Maridos que son Santos y Fieles

 

Pastor Israel Cordoves, Jr.

Subtitulo: Principios para que los maridos sean verdaderamente ejemplos de santos y fieles

Serie: “Santos y Fieles”

Maridos que son Santos y Fieles

Principios para que los maridos sean verdaderamente ejemplos de santos y fieles

Texto: Efesios 5:21–33

 

I.     Un hombre de Dios se somete, vv. 21–23

21Someteos unos a otros en el temor de Dios.  
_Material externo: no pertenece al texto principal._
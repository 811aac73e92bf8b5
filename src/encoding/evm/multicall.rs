use alloy::{primitives::Bytes as AlloyBytes, sol_types::SolCall};

use crate::encoding::{
    errors::EncodingError,
    evm::{
        abi::{IMulticallBlockhash, IMulticallDeadline},
        utils::{biguint_to_u256, bytes_to_b256},
    },
    models::{EncodedCall, Validation},
};

/// Bundles the calls into a single `multicall`, guarded by a deadline or a previous blockhash.
///
/// A single call is bundled as well: the router's swap methods carry no deadline of their own,
/// so the multicall is the only place the guard can be enforced.
pub fn encode_multicall(
    calls: &[EncodedCall],
    validation: &Validation,
) -> Result<Vec<u8>, EncodingError> {
    if calls.is_empty() {
        return Err(EncodingError::FatalError("No calls to bundle into a multicall".to_string()));
    }
    let data: Vec<AlloyBytes> = calls
        .iter()
        .map(|call| AlloyBytes::from(call.data.clone()))
        .collect();
    match validation {
        Validation::Deadline(deadline) => {
            Ok(IMulticallDeadline::multicallCall { deadline: biguint_to_u256(deadline)?, data }
                .abi_encode())
        }
        Validation::PreviousBlockhash(blockhash) => {
            // The variant can be built without going through `Validation::from_parts`.
            let previous_blockhash = bytes_to_b256(blockhash).map_err(|_| {
                EncodingError::InvalidValidation(format!(
                    "Previous blockhash must be 32 bytes long, got {}",
                    blockhash.len()
                ))
            })?;
            Ok(IMulticallBlockhash::multicallCall { previousBlockhash: previous_blockhash, data }
                .abi_encode())
        }
    }
}
#![allow(dead_code)]

use std::str::FromStr;

use num_bigint::BigUint;
use swap_router_encoding::encoding::{
    evm::encoder_builders::SwapRouterEncoderBuilder,
    models::{Hop, Percent, Route, SwapOptions, Trade, TradeType, Validation},
    router_encoder::RouterEncoder,
};
use tycho_common::{models::Chain, Bytes};

pub const DEADLINE: u32 = 1_700_000_000;

pub fn router_address() -> Bytes {
    Bytes::from_str("0x68b3465833fb72A70ecDF485E0e4C7bD8665Fc45").unwrap()
}

pub fn eth() -> Bytes {
    Bytes::from_str("0x0000000000000000000000000000000000000000").unwrap()
}

pub fn weth() -> Bytes {
    Bytes::from_str("0xc02aaa39b223fe8d0a0e5c4f27ead9083c756cc2").unwrap()
}

pub fn usdc() -> Bytes {
    Bytes::from_str("0xa0b86991c6218b36c1d19d4a2e9eb0ce3606eb48").unwrap()
}

pub fn dai() -> Bytes {
    Bytes::from_str("0x6b175474e89094c44da98b954eedeac495271d0f").unwrap()
}

pub fn wbtc() -> Bytes {
    Bytes::from_str("0x2260fac5e5542a773aa44fbcfedf7c193bc2c599").unwrap()
}

pub fn alice() -> Bytes {
    Bytes::from_str("0xcd09f75E2BF2A4d11F3AB23f1389FcC1621c0cc2").unwrap()
}

pub fn bob() -> Bytes {
    Bytes::from_str("0x9964bff29baa37b47604f3f3f51f3b3c5149d6de").unwrap()
}

pub fn weth_dai_v2_pool() -> Bytes {
    Bytes::from_str("0xA478c2975Ab1Ea89e8196811F51A7B7Ade33eB11").unwrap()
}

pub fn weth_usdc_v3_pool() -> Bytes {
    Bytes::from_str("0x88e6a0c2ddd26feeb64f039a2c41296fcb3f5640").unwrap()
}

pub fn usdc_dai_v3_pool() -> Bytes {
    Bytes::from_str("0x5777d92f208679db4b9778590fa3cab3ac9e2168").unwrap()
}

pub fn get_router_encoder() -> Box<dyn RouterEncoder> {
    SwapRouterEncoderBuilder::new()
        .chain(Chain::Ethereum)
        .router_address(router_address())
        .build()
        .expect("Failed to build encoder")
}

pub fn v2_hop(pool: Bytes, token_in: Bytes, token_out: Bytes) -> Hop {
    Hop::new("uniswap_v2", pool, None, token_in, token_out)
}

pub fn v3_hop(pool: Bytes, fee: u32, token_in: Bytes, token_out: Bytes) -> Hop {
    Hop::new("uniswap_v3", pool, Some(fee), token_in, token_out)
}

pub fn route(hops: Vec<Hop>, input_amount: u64, output_amount: u64) -> Route {
    Route::new(hops, BigUint::from(input_amount), BigUint::from(output_amount))
}

pub fn trade(
    trade_type: TradeType,
    input_token: Bytes,
    output_token: Bytes,
    routes: Vec<Route>,
) -> Trade {
    Trade { trade_type, input_token, output_token, routes, fee_on_transfer: false }
}

/// 0.5% slippage, output to the caller, guarded by a fixed deadline.
pub fn swap_options() -> SwapOptions {
    SwapOptions {
        slippage_tolerance: Percent::new(50u32, 10_000u32),
        recipient: None,
        validation: Validation::Deadline(BigUint::from(DEADLINE)),
        input_token_permit: None,
        fee: None,
    }
}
A.    La sumisión comienza en el temor de Dios

B.    La sumisión mutua produce armonía

C.    El hombre espiritual se somete primero a Cristo

 

II.        Un hombre de Dios es líder — vv. 22–24

22Las casadas estén sujetas a sus propios maridos, como al Señor; 23porque el marido es cabeza de la mujer, así como Cristo es cabeza de la iglesia, la cual es su cuerpo, y él es su Salvador.” 24Así que, como la iglesia está sujeta a Cristo, así también las casadas lo estén a sus maridos en todo.

A.    El liderazgo es responsabilidad, no privilegio

B.    El liderazgo debe estar lleno de amor sacrificial

 

III.           Un hombre de Dios imita a Cristo en la manera de amar a su esposa — vv. 25–32

A.    Su amor es para una sola mujer:  v. 25

25Maridos, amad a vuestras mujeres,

B.    Se entrega por ella: v. 25b

“…así como Cristo amó a la iglesia, y se entregó a sí mismo por ella,…”

C.    La separa para sí mismo: v.26

26para santificarla, habiéndola purificado en el lavamiento del agua por la palabra,”

D.    Busca su belleza espiritual: v. 27

27a fin de presentársela a sí mismo, una iglesia gloriosa, que no tuviese mancha ni arruga ni cosa semejante, sino que fuese santa y sin mancha.  

E.    La ama como a sí mismo, sustentándola y cuidándola: vv. 28–29

28Así también los maridos deben amar a sus mujeres como a sus mismos cuerpos. El que ama a su mujer, a sí mismo se ama. 29Porque nadie aborreció jamás a su propia carne, sino que la sustenta y la cuida, como también Cristo a la iglesia,…  

F.    Está unido a su mujer como una sola carne (No hay divisiones): vv. 30–32

30porque somos miembros de su cuerpo, de su carne y de sus huesos. 31Por esto dejará el hombre a su padre y a su madre, y se unirá a su mujer, y los dos serán una sola carne.

G.   El matrimonio refleja el evangelio: v. 32

32Grande es este misterio; mas yo digo esto respecto de Cristo y de la iglesia.

 

Conclusión: v. 33 Por lo demás, cada uno de vosotros ame también a su mujer como a sí mismo; y la mujer respete a su marido.